Saved data entries

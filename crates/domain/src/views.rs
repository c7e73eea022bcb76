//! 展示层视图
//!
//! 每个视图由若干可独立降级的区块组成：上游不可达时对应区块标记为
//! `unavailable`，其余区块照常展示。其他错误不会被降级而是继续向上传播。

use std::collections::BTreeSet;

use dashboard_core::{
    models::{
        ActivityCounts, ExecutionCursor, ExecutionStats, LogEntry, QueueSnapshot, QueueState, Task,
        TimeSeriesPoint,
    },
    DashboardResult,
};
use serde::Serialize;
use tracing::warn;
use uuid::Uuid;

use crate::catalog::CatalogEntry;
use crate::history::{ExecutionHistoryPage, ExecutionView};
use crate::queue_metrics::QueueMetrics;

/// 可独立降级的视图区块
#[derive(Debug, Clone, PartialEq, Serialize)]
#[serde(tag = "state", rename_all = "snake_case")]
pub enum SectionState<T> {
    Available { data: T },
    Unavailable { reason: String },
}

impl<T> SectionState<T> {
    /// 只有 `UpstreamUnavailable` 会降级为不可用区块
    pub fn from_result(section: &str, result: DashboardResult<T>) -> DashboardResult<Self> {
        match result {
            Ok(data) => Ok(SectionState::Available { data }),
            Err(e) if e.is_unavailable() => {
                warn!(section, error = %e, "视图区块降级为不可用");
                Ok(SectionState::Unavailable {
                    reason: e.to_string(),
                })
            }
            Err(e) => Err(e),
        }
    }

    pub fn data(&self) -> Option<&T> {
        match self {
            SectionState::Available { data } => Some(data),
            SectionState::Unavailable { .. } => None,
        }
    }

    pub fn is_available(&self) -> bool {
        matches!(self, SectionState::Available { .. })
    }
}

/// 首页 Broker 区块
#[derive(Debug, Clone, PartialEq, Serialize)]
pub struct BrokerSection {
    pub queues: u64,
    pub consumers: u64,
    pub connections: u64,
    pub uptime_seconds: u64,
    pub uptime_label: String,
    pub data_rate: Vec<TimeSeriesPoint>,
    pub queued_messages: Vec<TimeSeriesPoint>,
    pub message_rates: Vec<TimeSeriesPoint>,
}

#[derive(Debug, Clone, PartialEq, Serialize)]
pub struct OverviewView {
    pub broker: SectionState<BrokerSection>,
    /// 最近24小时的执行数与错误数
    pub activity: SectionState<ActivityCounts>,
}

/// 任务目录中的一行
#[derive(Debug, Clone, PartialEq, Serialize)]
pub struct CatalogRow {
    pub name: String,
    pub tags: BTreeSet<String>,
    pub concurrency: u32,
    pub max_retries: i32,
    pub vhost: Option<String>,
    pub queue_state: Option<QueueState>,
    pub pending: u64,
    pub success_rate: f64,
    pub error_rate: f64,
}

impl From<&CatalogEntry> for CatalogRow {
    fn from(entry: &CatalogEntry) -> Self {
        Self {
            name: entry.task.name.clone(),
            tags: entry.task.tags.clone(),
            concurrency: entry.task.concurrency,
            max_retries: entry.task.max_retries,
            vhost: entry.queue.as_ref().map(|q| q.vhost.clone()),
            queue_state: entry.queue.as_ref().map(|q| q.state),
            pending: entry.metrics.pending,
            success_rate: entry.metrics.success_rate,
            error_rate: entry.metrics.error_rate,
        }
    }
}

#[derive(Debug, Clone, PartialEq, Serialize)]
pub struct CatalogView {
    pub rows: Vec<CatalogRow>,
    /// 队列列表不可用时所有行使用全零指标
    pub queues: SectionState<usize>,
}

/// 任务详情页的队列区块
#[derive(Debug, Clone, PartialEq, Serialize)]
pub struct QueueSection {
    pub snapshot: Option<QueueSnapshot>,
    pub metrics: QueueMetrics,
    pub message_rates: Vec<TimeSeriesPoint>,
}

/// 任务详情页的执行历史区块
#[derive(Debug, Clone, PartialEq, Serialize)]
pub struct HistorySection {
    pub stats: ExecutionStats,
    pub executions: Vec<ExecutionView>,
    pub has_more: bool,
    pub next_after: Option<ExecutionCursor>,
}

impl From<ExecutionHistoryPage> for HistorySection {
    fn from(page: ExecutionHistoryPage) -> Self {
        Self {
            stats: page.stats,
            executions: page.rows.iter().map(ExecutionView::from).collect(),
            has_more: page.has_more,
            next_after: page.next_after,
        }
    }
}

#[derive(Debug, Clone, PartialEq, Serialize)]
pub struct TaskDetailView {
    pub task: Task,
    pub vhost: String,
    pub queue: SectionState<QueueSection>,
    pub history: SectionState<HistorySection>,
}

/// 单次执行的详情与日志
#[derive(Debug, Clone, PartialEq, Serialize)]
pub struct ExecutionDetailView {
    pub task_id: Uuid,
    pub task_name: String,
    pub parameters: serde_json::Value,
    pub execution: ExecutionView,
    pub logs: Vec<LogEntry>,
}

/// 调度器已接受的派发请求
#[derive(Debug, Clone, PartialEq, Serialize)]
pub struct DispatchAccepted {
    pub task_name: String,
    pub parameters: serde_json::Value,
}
* * *
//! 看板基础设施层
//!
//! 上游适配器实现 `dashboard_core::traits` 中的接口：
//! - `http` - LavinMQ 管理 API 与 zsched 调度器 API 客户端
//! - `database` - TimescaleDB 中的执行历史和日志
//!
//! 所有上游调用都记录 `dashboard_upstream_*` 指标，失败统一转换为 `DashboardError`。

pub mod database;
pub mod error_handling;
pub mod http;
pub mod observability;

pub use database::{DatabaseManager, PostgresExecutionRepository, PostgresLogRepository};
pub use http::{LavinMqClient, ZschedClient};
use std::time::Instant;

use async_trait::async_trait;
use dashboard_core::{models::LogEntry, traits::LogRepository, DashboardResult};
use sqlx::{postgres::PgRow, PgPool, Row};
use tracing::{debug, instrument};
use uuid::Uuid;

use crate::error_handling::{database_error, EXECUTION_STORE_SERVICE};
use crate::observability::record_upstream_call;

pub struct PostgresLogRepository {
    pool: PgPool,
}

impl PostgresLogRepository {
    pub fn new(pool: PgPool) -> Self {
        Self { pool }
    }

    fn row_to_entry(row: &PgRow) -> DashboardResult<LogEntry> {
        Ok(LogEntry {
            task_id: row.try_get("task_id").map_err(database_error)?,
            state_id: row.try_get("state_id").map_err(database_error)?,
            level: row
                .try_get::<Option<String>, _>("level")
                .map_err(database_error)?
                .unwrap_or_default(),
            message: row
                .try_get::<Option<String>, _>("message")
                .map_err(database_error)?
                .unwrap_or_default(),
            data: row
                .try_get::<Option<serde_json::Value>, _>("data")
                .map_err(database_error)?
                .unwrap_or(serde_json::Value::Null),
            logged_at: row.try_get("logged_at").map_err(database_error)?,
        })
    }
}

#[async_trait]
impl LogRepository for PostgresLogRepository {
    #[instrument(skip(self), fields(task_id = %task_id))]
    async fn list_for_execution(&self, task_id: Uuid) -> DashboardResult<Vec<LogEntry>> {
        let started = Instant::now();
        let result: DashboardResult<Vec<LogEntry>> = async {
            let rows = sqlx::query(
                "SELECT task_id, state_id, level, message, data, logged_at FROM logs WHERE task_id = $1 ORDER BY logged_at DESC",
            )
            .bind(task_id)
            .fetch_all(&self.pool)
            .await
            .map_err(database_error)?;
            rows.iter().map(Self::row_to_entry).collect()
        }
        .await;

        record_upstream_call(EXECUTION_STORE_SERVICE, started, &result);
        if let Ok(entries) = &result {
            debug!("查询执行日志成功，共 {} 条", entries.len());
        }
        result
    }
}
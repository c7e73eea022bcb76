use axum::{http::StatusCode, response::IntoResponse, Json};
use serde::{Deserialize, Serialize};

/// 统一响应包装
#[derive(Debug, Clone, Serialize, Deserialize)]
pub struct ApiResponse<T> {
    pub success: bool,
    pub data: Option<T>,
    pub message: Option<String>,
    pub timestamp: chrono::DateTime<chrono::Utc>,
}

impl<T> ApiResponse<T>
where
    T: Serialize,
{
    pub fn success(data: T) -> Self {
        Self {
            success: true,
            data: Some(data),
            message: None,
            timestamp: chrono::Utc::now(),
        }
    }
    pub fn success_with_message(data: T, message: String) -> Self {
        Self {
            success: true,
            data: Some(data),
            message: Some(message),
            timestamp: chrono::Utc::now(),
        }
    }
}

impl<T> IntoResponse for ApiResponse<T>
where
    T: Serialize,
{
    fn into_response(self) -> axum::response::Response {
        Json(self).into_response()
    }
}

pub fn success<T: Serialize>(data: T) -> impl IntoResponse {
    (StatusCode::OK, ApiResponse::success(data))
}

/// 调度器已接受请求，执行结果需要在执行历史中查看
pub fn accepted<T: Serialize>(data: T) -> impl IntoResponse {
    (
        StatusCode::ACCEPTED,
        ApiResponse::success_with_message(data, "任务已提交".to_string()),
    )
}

◆ Exercise objective:
Filter the records down to the lines containing the word "reason", and copy those.

◆ Solution for this problem:
    Unavailable { reason: String },
                    reason: e.to_string(),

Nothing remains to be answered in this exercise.